Records to process:
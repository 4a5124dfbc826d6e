//! World transforms with dirty tracking.
//!
//! A [`Transform`] stores position, Euler rotation and scale. Every mutator marks
//! the cached world matrix stale; the matrix is recomposed the next time it is
//! read, so callers cannot draw with an outdated matrix by forgetting an update.

use std::cell::Cell;

use cgmath::{Matrix4, Rad, SquareMatrix, Vector3};

/// Position, rotation (pitch/yaw/roll in radians around X/Y/Z) and scale.
#[derive(Clone, Debug)]
pub struct Transform {
    position: Vector3<f32>,
    rotation: Vector3<f32>,
    scale: Vector3<f32>,
    world: Cell<Option<Matrix4<f32>>>,
}

impl Transform {
    /// Identity transform: origin, no rotation, unit scale.
    pub fn new() -> Self {
        Self {
            position: Vector3::new(0.0, 0.0, 0.0),
            rotation: Vector3::new(0.0, 0.0, 0.0),
            scale: Vector3::new(1.0, 1.0, 1.0),
            world: Cell::new(Some(Matrix4::identity())),
        }
    }

    pub fn position(&self) -> Vector3<f32> {
        self.position
    }

    pub fn rotation(&self) -> Vector3<f32> {
        self.rotation
    }

    pub fn scale(&self) -> Vector3<f32> {
        self.scale
    }

    pub fn set_position(&mut self, position: impl Into<Vector3<f32>>) {
        self.position = position.into();
        self.world.set(None);
    }

    pub fn set_rotation(&mut self, rotation: impl Into<Vector3<f32>>) {
        self.rotation = rotation.into();
        self.world.set(None);
    }

    pub fn set_scale(&mut self, scale: impl Into<Vector3<f32>>) {
        self.scale = scale.into();
        self.world.set(None);
    }

    pub fn is_dirty(&self) -> bool {
        self.world.get().is_none()
    }

    /// Rotation matrix applying roll (Z), then pitch (X), then yaw (Y).
    pub fn rotation_matrix(&self) -> Matrix4<f32> {
        Matrix4::from_angle_y(Rad(self.rotation.y))
            * Matrix4::from_angle_x(Rad(self.rotation.x))
            * Matrix4::from_angle_z(Rad(self.rotation.z))
    }

    /// Recomposes the world matrix regardless of the dirty flag.
    ///
    /// Points are scaled first, then rotated, then translated. With cgmath's
    /// column vectors that is `T * R * S`, the same matrix a row-vector API
    /// writes as `S * R * T`.
    pub fn update_world_matrix(&mut self) -> Matrix4<f32> {
        let world = self.compose();
        self.world.set(Some(world));
        world
    }

    /// Returns the world matrix, recomposing it first if a mutator ran since the
    /// last read.
    pub fn world_matrix(&self) -> Matrix4<f32> {
        match self.world.get() {
            Some(world) => world,
            None => {
                let world = self.compose();
                self.world.set(Some(world));
                world
            }
        }
    }

    fn compose(&self) -> Matrix4<f32> {
        Matrix4::from_translation(self.position)
            * self.rotation_matrix()
            * Matrix4::from_nonuniform_scale(self.scale.x, self.scale.y, self.scale.z)
    }
}

impl Default for Transform {
    fn default() -> Self {
        Self::new()
    }
}
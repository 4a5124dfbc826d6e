//! Render pipeline construction and execution.
//!
//! - `state` holds the fixed-function state descriptors
//! - `executor` turns recorded frames into render passes, caching one wgpu
//!   pipeline per distinct pipeline descriptor

pub mod executor;
pub mod state;

/// Vertex and fragment entry points plus the fixed-function state of one
/// render pipeline.
pub struct PipelineParts<'a> {
    pub label: &'a str,
    pub vertex_entry: &'a str,
    pub fragment_entry: &'a str,
    pub vertex_layouts: &'a [wgpu::VertexBufferLayout<'a>],
    pub primitive: wgpu::PrimitiveState,
    pub depth_stencil: Option<wgpu::DepthStencilState>,
}

pub fn mk_render_pipeline(
    device: &wgpu::Device,
    layout: &wgpu::PipelineLayout,
    color_format: wgpu::TextureFormat,
    shader: wgpu::ShaderModuleDescriptor,
    parts: PipelineParts<'_>,
) -> wgpu::RenderPipeline {
    let shader = device.create_shader_module(shader);

    device.create_render_pipeline(&wgpu::RenderPipelineDescriptor {
        cache: None,
        label: Some(parts.label),
        layout: Some(layout),
        vertex: wgpu::VertexState {
            module: &shader,
            entry_point: Some(parts.vertex_entry),
            buffers: parts.vertex_layouts,
            compilation_options: Default::default(),
        },
        fragment: Some(wgpu::FragmentState {
            module: &shader,
            entry_point: Some(parts.fragment_entry),
            targets: &[Some(wgpu::ColorTargetState {
                format: color_format,
                blend: Some(wgpu::BlendState::REPLACE),
                write_mask: wgpu::ColorWrites::ALL,
            })],
            compilation_options: Default::default(),
        }),
        primitive: parts.primitive,
        depth_stencil: parts.depth_stencil,
        multisample: wgpu::MultisampleState {
            count: 1,
            mask: !0,
            alpha_to_coverage_enabled: false,
        },
        multiview_mask: None,
    })
}
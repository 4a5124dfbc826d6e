//! Demo lifecycle and the application event loop.
//!
//! # Lifecycle
//!
//! 1. `resumed`: create the window, the GPU context and load the scene
//! 2. every redraw: collect input, update camera and entities, record the
//!    frame, validate it, execute it and present
//! 3. `Resized`: reconfigure the surface and update the projection
//!
//! [`DemoScene`] holds everything that does not depend on the window, so it
//! can also render into offscreen targets.

use std::sync::Arc;

use anyhow::Context as _;
use instant::{Duration, Instant};
use winit::{
    application::ApplicationHandler,
    dpi::PhysicalSize,
    event::WindowEvent,
    event_loop::{ActiveEventLoop, EventLoop},
    keyboard::KeyCode,
    window::{Window, WindowId},
};

use crate::{
    camera::{Camera, CameraController},
    config::{AssetPaths, DemoConfig, init_logging},
    context::Context,
    controls::apply_controls,
    data_structures::{
        entity::GameEntity,
        mesh::Mesh,
        texture::ColorSpace,
    },
    frame::{FrameInputs, FrameRenderer, MaterialBindings, RenderParams, SkyPrograms, TessellationPrograms},
    input::InputState,
    pipelines::{
        executor::{ExecuteError, FrameTarget, GpuExecutor},
        state::RenderStates,
    },
    render::FramePlan,
    resources::{
        Assets, load_string,
        mesh::load_mesh_obj,
        texture::{load_cubemap_or_placeholder, load_texture_or},
    },
    shader::{ProgramId, ShaderLibrary, ShaderProgram, ShaderStage},
    time::FrameStats,
};

pub const SPHERE_MODEL: &str = "models/sphere.obj";
pub const SKY_MODEL: &str = "models/cube.obj";
pub const PATCH_SHADER: &str = "shaders/patch.wgsl";

const SPHERE_ALBEDO: &str = "textures/sphere_albedo.png";
const SPHERE_NORMAL_MAP: &str = "textures/sphere_normal.png";
const SPHERE_HEIGHT_MAP: &str = "textures/sphere_height.png";
const SKY_CUBEMAP: &str = "textures/skybox/stormy.png";

/// Placeholder texels used when a sphere texture is missing. The normal map
/// placeholder encodes the tangent-space +Z normal.
const ALBEDO_PLACEHOLDER: [u8; 4] = [180, 180, 180, 255];
const FLAT_NORMAL: [u8; 4] = [128, 128, 255, 255];
const ZERO_HEIGHT: [u8; 4] = [0, 0, 0, 255];

/// Camera start position, in front of the sphere.
pub const CAMERA_START: [f32; 3] = [0.0, 0.0, -5.0];

fn load_program(library: &mut ShaderLibrary, paths: &AssetPaths, stage: ShaderStage, file: &str) -> anyhow::Result<ProgramId> {
    let program = ShaderProgram::load_from_file(stage, &paths.primary(file), &paths.secondary(file))?;
    Ok(library.add(program))
}

/// Loads every shader stage the demo binds.
pub fn load_programs(
    library: &mut ShaderLibrary,
    paths: &AssetPaths,
) -> anyhow::Result<(TessellationPrograms, SkyPrograms)> {
    let tessellation = TessellationPrograms {
        vertex: load_program(library, paths, ShaderStage::Vertex, "shaders/tess_vertex.wgsl")?,
        hull: load_program(library, paths, ShaderStage::Hull, "shaders/hull.wgsl")?,
        domain: load_program(library, paths, ShaderStage::Domain, "shaders/domain.wgsl")?,
        pixel: load_program(library, paths, ShaderStage::Pixel, "shaders/tess_pixel.wgsl")?,
    };
    let sky = SkyPrograms {
        vertex: load_program(library, paths, ShaderStage::Vertex, "shaders/sky_vertex.wgsl")?,
        pixel: load_program(library, paths, ShaderStage::Pixel, "shaders/sky_pixel.wgsl")?,
    };
    Ok((tessellation, sky))
}

/// The sphere, the skybox and everything needed to draw them.
pub struct DemoScene {
    library: ShaderLibrary,
    assets: Assets,
    renderer: FrameRenderer,
    executor: GpuExecutor,
    sphere: GameEntity,
    sky: GameEntity,
    pub camera: Camera,
    pub params: RenderParams,
}

impl DemoScene {
    /// Loads shaders, meshes and textures. Missing shaders or meshes fail the
    /// load; missing textures are replaced by placeholders.
    pub async fn load(
        device: &wgpu::Device,
        queue: &wgpu::Queue,
        colour_format: wgpu::TextureFormat,
        config: &DemoConfig,
        aspect: f32,
    ) -> anyhow::Result<Self> {
        let paths = &config.assets;

        let mut library = ShaderLibrary::new();
        let (tessellation, sky_programs) = load_programs(&mut library, paths)?;
        let patch_glue = load_string(paths, PATCH_SHADER).await?;

        let mut assets = Assets::new();
        let sphere_data = load_mesh_obj(paths, SPHERE_MODEL).await?;
        let sphere_mesh = assets.add_mesh(Mesh::upload(device, "sphere", &sphere_data));
        let sky_data = load_mesh_obj(paths, SKY_MODEL).await?;
        let sky_mesh = assets.add_mesh(Mesh::upload(device, "sky", &sky_data));

        let albedo = load_texture_or(paths, SPHERE_ALBEDO, ColorSpace::Srgb, ALBEDO_PLACEHOLDER, device, queue).await;
        let normal_map = load_texture_or(paths, SPHERE_NORMAL_MAP, ColorSpace::Linear, FLAT_NORMAL, device, queue).await;
        let height_map = load_texture_or(paths, SPHERE_HEIGHT_MAP, ColorSpace::Linear, ZERO_HEIGHT, device, queue).await;
        let sky_texture = load_cubemap_or_placeholder(paths, SKY_CUBEMAP, device, queue).await;

        let states = RenderStates::new();
        let materials = MaterialBindings {
            albedo: assets.add_texture(albedo),
            normal_map: assets.add_texture(normal_map),
            height_map: assets.add_texture(height_map),
            sky: assets.add_texture(sky_texture),
            basic_sampler: assets.add_sampler(states.basic_sampler.create(device, "basic sampler")),
            height_sampler: assets.add_sampler(states.height_sampler.create(device, "height sampler")),
        };

        let mut sphere = GameEntity::new(sphere_mesh);
        sphere.set_position((0.0, 0.0, 0.0));
        sphere.set_rotation((0.0, 0.0, 0.0));
        sphere.set_scale((0.5, 0.5, 0.5));
        let mut sky = GameEntity::new(sky_mesh);
        sky.set_scale((1.0, 1.0, 1.0));

        Ok(Self {
            library,
            assets,
            renderer: FrameRenderer::new(tessellation, sky_programs, materials, states),
            executor: GpuExecutor::new(device, colour_format, patch_glue),
            sphere,
            sky,
            camera: Camera::new(CAMERA_START, aspect),
            params: RenderParams {
                clear_colour: config.clear_colour,
                fill_mode: config.fill_mode,
                tessellation_amount: config.tessellation_amount,
                height_scale: config.height_scale,
                height_bias: config.height_bias,
            },
        })
    }

    pub fn update(&mut self, dt: Duration) {
        self.camera.update(dt);
        self.sphere.update_world_matrix();
    }

    pub fn resize(&mut self, aspect: f32) {
        self.camera.update_projection(aspect);
    }

    pub fn record(&mut self) -> FramePlan {
        let inputs = FrameInputs {
            view: self.camera.view(),
            projection: self.camera.projection(),
            sphere: self.sphere.mesh(),
            sphere_world: self.sphere.world_matrix(),
            sky: self.sky.mesh(),
            params: self.params,
        };
        self.renderer.record(&mut self.library, &inputs)
    }

    /// Records the frame and draws it into `target`. Invalid frames are
    /// rejected before anything reaches the GPU.
    pub fn render(&mut self, device: &wgpu::Device, queue: &wgpu::Queue, target: &FrameTarget) -> Result<(), ExecuteError> {
        let plan = self.record();
        self.executor
            .execute(device, queue, &self.library, &self.assets, &plan, target)
    }

    pub fn cached_pipelines(&self) -> usize {
        self.executor.cached_pipelines()
    }
}

/// The windowed demo: GPU context, scene and input handling.
pub struct TessellationDemo {
    ctx: Context,
    scene: DemoScene,
    input: InputState,
    controller: CameraController,
    stats: FrameStats,
    last_frame: Instant,
}

impl TessellationDemo {
    pub async fn new(window: Arc<Window>, config: &DemoConfig) -> anyhow::Result<Self> {
        let ctx = Context::new(window).await?;
        let (width, height) = ctx.size();
        let scene = DemoScene::load(
            &ctx.device,
            &ctx.queue,
            ctx.colour_format(),
            config,
            width as f32 / height.max(1) as f32,
        )
        .await?;
        log::info!("Initialized at {}x{}", width, height);

        Ok(Self {
            ctx,
            scene,
            input: InputState::new(),
            controller: CameraController::new(config.camera_speed, config.camera_sensitivity),
            stats: FrameStats::new(config.title.clone()),
            last_frame: Instant::now(),
        })
    }

    pub fn window(&self) -> &Window {
        &self.ctx.window
    }

    pub fn handle_window_event(&mut self, event: &WindowEvent) -> bool {
        self.input.handle_window_event(event)
    }

    pub fn resize(&mut self, width: u32, height: u32) {
        if self.ctx.resize(width, height) {
            self.scene.resize(width as f32 / height as f32);
        }
    }

    /// Applies this frame's input. Returns `false` once the demo should exit.
    pub fn update(&mut self) -> bool {
        let now = Instant::now();
        let dt = now - self.last_frame;
        self.last_frame = now;

        if self.input.was_key_pressed(KeyCode::Escape) {
            return false;
        }

        apply_controls(&mut self.scene.params, &self.input);
        self.controller.update(&mut self.scene.camera, &self.input, dt);
        self.scene.update(dt);

        if let Some(title) = self.stats.tick(dt) {
            self.ctx.window.set_title(&title);
        }
        self.input.end_frame();
        true
    }

    pub fn draw(&mut self) -> anyhow::Result<()> {
        if !self.ctx.is_surface_configured() {
            return Ok(());
        }
        let Some(frame) = self.ctx.acquire_frame()? else {
            return Ok(());
        };
        let view = frame.texture.create_view(&wgpu::TextureViewDescriptor::default());
        let target = FrameTarget {
            colour: &view,
            depth: &self.ctx.depth_texture.view,
        };
        if let Err(e) = self.scene.render(&self.ctx.device, &self.ctx.queue, &target) {
            // The frame is dropped unpresented.
            log::error!("Skipping frame: {}", e);
            return Ok(());
        }
        self.ctx.window.pre_present_notify();
        frame.present();
        Ok(())
    }
}

pub struct App {
    config: DemoConfig,
    demo: Option<TessellationDemo>,
    error: Option<anyhow::Error>,
}

impl App {
    pub fn new(config: DemoConfig) -> Self {
        Self {
            config,
            demo: None,
            error: None,
        }
    }
}

impl ApplicationHandler for App {
    fn resumed(&mut self, event_loop: &ActiveEventLoop) {
        if self.demo.is_some() {
            return;
        }
        let window_attributes = Window::default_attributes()
            .with_title(self.config.title.clone())
            .with_inner_size(PhysicalSize::new(self.config.width, self.config.height));

        let init = event_loop
            .create_window(window_attributes)
            .context("failed to create the window")
            .and_then(|window| futures::executor::block_on(TessellationDemo::new(Arc::new(window), &self.config)));
        match init {
            Ok(demo) => {
                demo.window().request_redraw();
                self.demo = Some(demo);
            }
            Err(e) => {
                log::error!("Initialization failed: {:#}", e);
                self.error = Some(e);
                event_loop.exit();
            }
        }
    }

    fn window_event(&mut self, event_loop: &ActiveEventLoop, _window_id: WindowId, event: WindowEvent) {
        let Some(demo) = &mut self.demo else {
            return;
        };
        if demo.handle_window_event(&event) {
            return;
        }

        match event {
            WindowEvent::CloseRequested => event_loop.exit(),
            WindowEvent::Resized(size) => demo.resize(size.width, size.height),
            WindowEvent::RedrawRequested => {
                if !demo.update() {
                    event_loop.exit();
                    return;
                }
                if let Err(e) = demo.draw() {
                    log::error!("Unable to render: {:#}", e);
                }
                demo.window().request_redraw();
            }
            _ => {}
        }
    }
}

/// Opens the demo window and runs until it is closed or Escape is pressed.
pub fn run(config: DemoConfig) -> anyhow::Result<()> {
    init_logging(&config.logging);

    let event_loop = EventLoop::new()?;
    let mut app = App::new(config);
    event_loop.run_app(&mut app)?;

    match app.error.take() {
        Some(e) => Err(e),
        None => Ok(()),
    }
}
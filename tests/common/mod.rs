//! Offscreen rendering helpers for the GPU tests.

use std::time::Duration;

use tess_demo::{
    DemoConfig,
    context::request_gpu,
    data_structures::texture::Texture,
    flow::DemoScene,
    pipelines::executor::{ExecuteError, FrameTarget},
};

pub const WIDTH: u32 = 256;
pub const HEIGHT: u32 = 256;
pub const FORMAT: wgpu::TextureFormat = wgpu::TextureFormat::Rgba8UnormSrgb;

pub struct Offscreen {
    pub device: wgpu::Device,
    pub queue: wgpu::Queue,
    pub scene: DemoScene,
    colour: wgpu::Texture,
    colour_view: wgpu::TextureView,
    depth: Texture,
}

impl Offscreen {
    /// Loads the demo scene against an offscreen target. Returns `None` when
    /// the machine has no usable adapter.
    pub fn new() -> Option<Self> {
        Self::with_config(DemoConfig {
            width: WIDTH,
            height: HEIGHT,
            ..Default::default()
        })
    }

    /// Like [`Offscreen::new`], with the scene loaded from `config`. The
    /// target stays `WIDTH` x `HEIGHT`.
    pub fn with_config(config: DemoConfig) -> Option<Self> {
        let _ = env_logger::builder().is_test(true).try_init();

        let instance = wgpu::Instance::new(&wgpu::InstanceDescriptor::default());
        let (device, queue) = match futures::executor::block_on(request_gpu(&instance, None)) {
            Ok((_, device, queue)) => (device, queue),
            Err(e) => {
                eprintln!("skipping GPU test: {:#}", e);
                return None;
            }
        };

        let scene = futures::executor::block_on(DemoScene::load(
            &device,
            &queue,
            FORMAT,
            &config,
            config.aspect_ratio(),
        ))
        .expect("the demo scene loads from the crate's assets");

        let colour = device.create_texture(&wgpu::TextureDescriptor {
            label: Some("Test Output Texture"),
            size: extent(),
            mip_level_count: 1,
            sample_count: 1,
            dimension: wgpu::TextureDimension::D2,
            format: FORMAT,
            usage: wgpu::TextureUsages::COPY_SRC | wgpu::TextureUsages::RENDER_ATTACHMENT,
            view_formats: &[],
        });
        let colour_view = colour.create_view(&wgpu::TextureViewDescriptor::default());
        let depth = Texture::create_depth_texture(&device, [WIDTH, HEIGHT], "test depth");

        Some(Self {
            device,
            queue,
            scene,
            colour,
            colour_view,
            depth,
        })
    }

    pub fn render(&mut self) -> Result<(), ExecuteError> {
        let target = FrameTarget {
            colour: &self.colour_view,
            depth: &self.depth.view,
        };
        self.scene.update(Duration::ZERO);
        self.scene.render(&self.device, &self.queue, &target)
    }

    /// Copies the colour target back to the CPU.
    pub fn read_pixels(&self) -> image::RgbaImage {
        // WIDTH * 4 is a multiple of COPY_BYTES_PER_ROW_ALIGNMENT.
        let bytes_per_row = WIDTH * 4;
        let output_buffer = self.device.create_buffer(&wgpu::BufferDescriptor {
            label: Some("Test Readback Buffer"),
            size: (bytes_per_row * HEIGHT) as wgpu::BufferAddress,
            usage: wgpu::BufferUsages::COPY_DST | wgpu::BufferUsages::MAP_READ,
            mapped_at_creation: false,
        });

        let mut encoder = self
            .device
            .create_command_encoder(&wgpu::CommandEncoderDescriptor { label: Some("Readback Encoder") });
        encoder.copy_texture_to_buffer(
            wgpu::TexelCopyTextureInfo {
                aspect: wgpu::TextureAspect::All,
                texture: &self.colour,
                mip_level: 0,
                origin: wgpu::Origin3d::ZERO,
            },
            wgpu::TexelCopyBufferInfo {
                buffer: &output_buffer,
                layout: wgpu::TexelCopyBufferLayout {
                    offset: 0,
                    bytes_per_row: Some(bytes_per_row),
                    rows_per_image: Some(HEIGHT),
                },
            },
            extent(),
        );
        self.queue.submit(std::iter::once(encoder.finish()));

        let (tx, rx) = futures::channel::oneshot::channel();
        let buffer_slice = output_buffer.slice(..);
        buffer_slice.map_async(wgpu::MapMode::Read, move |result| {
            let _ = tx.send(result);
        });
        self.device
            .poll(wgpu::PollType::Wait {
                submission_index: None,
                timeout: Some(Duration::from_secs(5)),
            })
            .unwrap();
        futures::executor::block_on(rx).unwrap().unwrap();

        let data = buffer_slice.get_mapped_range().to_vec();
        output_buffer.unmap();
        image::RgbaImage::from_raw(WIDTH, HEIGHT, data).unwrap()
    }
}

fn extent() -> wgpu::Extent3d {
    wgpu::Extent3d {
        width: WIDTH,
        height: HEIGHT,
        depth_or_array_layers: 1,
    }
}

Your goal: Work through the records line by line, and once you reach the final line, report only how many held "GameEntity".

Output for this task: 5